Edwards’ ego took campaign to new low

Looking back, the $400 haircuts and the ostentatious mansion should have been a giveaway that John Edwards really was the pretender his detractors snickered about.

But the presidential wannabe at one time sounded like he understood what this country needed. He sounded like he genuinely cared about working to improve the lives of poor Americans; to address international problems such as disease and terrorism; to strengthen families and encourage responsibility.

All the while, he reportedly was destroying his own family, demonstrating mind-numbing irresponsibility and lying to himself as well as the public.

In December 2006, I was impressed by Edwards’ message at a Dallas Bar Association awards luncheon: “There’s a hunger to be inspired again.”

I wrote that Edwards could best Barack Obama on political experience, that Edwards carried less baggage into a presidential race than Hillary Clinton. I might not have voted for him in the end, but he looked like a contender with appealing ideas.

Turns out that he was worse than a cardboard cutout.

By the time he came to Dallas, he apparently already had shifted into implode mode, and even key aides were bailing after he rebuffed their efforts to save him from his foolish selfishness.

In a January New York magazine piece excerpted from their book “Game Change,” about the 2008 presidential race, John Heilemann and Mark Halperin portray an Edwards who morphed from genuine guy into self-absorbed, self-destructive creep as he gained — and grew enamored with — national attention.

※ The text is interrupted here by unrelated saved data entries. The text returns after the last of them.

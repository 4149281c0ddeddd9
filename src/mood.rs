use serde::{Deserialize, Serialize};

use crate::stats::StatVector;

/// Mood category, derived from the stat average.
#[derive(Debug, Clone, Copy, PartialEq, Eq, Serialize, Deserialize)]
#[serde(rename_all = "lowercase")]
pub enum Mood {
    Happy,     // >= 80
    Content,   // >= 60
    Sad,       // >= 40
    Critical,  // < 40
}

impl Mood {
    pub fn from_average(avg: f64) -> Self {
        match avg {
            a if a >= 80.0 => Mood::Happy,
            a if a >= 60.0 => Mood::Content,
            a if a >= 40.0 => Mood::Sad,
            _ => Mood::Critical,
        }
    }

    pub fn label(&self) -> &'static str {
        match self {
            Mood::Happy => "Happy",
            Mood::Content => "Content",
            Mood::Sad => "Sad",
            Mood::Critical => "Critical",
        }
    }

    pub fn face(&self) -> &'static str {
        match self {
            Mood::Happy => "😸",
            Mood::Content => "😺",
            Mood::Sad => "😿",
            Mood::Critical => "🙀",
        }
    }
}

impl std::fmt::Display for Mood {
    fn fmt(&self, f: &mut std::fmt::Formatter<'_>) -> std::fmt::Result {
        match self {
            Mood::Happy => write!(f, "happy"),
            Mood::Content => write!(f, "content"),
            Mood::Sad => write!(f, "sad"),
            Mood::Critical => write!(f, "critical"),
        }
    }
}

pub fn derive_mood(stats: &StatVector) -> Mood {
    Mood::from_average(stats.average())
}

They also depict Elizabeth Edwards as imperious and foul-mouthed, hardly the smart, admirable cancer-survivor the public embraced.

Who among the masses realized the Edwards’ private life was more soap-operatic than Sarah Palin’s and more nauseatingly tawdry than Tiger Woods’?

At least the Woods saga included the perversely comic image of his wife hacking the windows of his crashed car with a golf club, not to rescue him, as initially claimed, but probably to smack him for serial adultery.

If the revelations of “Game Change” and a new tell-all by a former aide are to be believed, Edwards’ downfall is absurd as well as pathetic: He hired a bar groupie to film his campaign, had an affair with her and got her pregnant while his wife fought breast cancer. He denied tabloid stories about the infidelity — until much later admitting it.

A sycophantic assistant claimed the baby as his, then took his own family to live near the mistress, financed by a political supporter. Edwards denied paternity — until admitting it last month, when the baby turned 2.

The assistant’s back-stabbing book claims he paid the mistress from money an elderly widow sent Edwards in boxes of chocolates. A grand jury is investigating whether campaign funds were misused.

This man who wanted to be president apparently learned nothing from Gary Hart’s delusion that he could carry on his monkey business during the 1988 campaign without getting exposed.

Edwards apparently learned nothing from Bill Clinton’s ludicrous 1998 denial that he had sexual relations with that White House intern.

Did Edwards believe lies repeated on TV would absolve his misdeeds? Did he consider the consequences for his children: a Harvard law graduate, elementary school son and middle-school-age daughter?

Presidents and Oval Office aspirers are egotists. The tame and insecure don’t have the self-assurance to convince themselves or others they can lead the free world’s most powerful nation.

People cheat and lie. Even some of our most admired presidents engaged in scandalous private indiscretions that today might have done them in.

But self-awareness and good judgment are crucial in successful national leaders. The emerging portrait of Edwards suggests that, if he had either, he abandoned them for gain that couldn’t possibly have been worth the pain.

Edwards’ campaign Web site archives, still online, have this post from when he bowed out of the 2008 race:

“I began my presidential campaign here to remind the country that we, as citizens and as a government, have a moral responsibility to each other, and what we do together matters. We must do better, if we want to live up to the great promise of this country that we all love so much.”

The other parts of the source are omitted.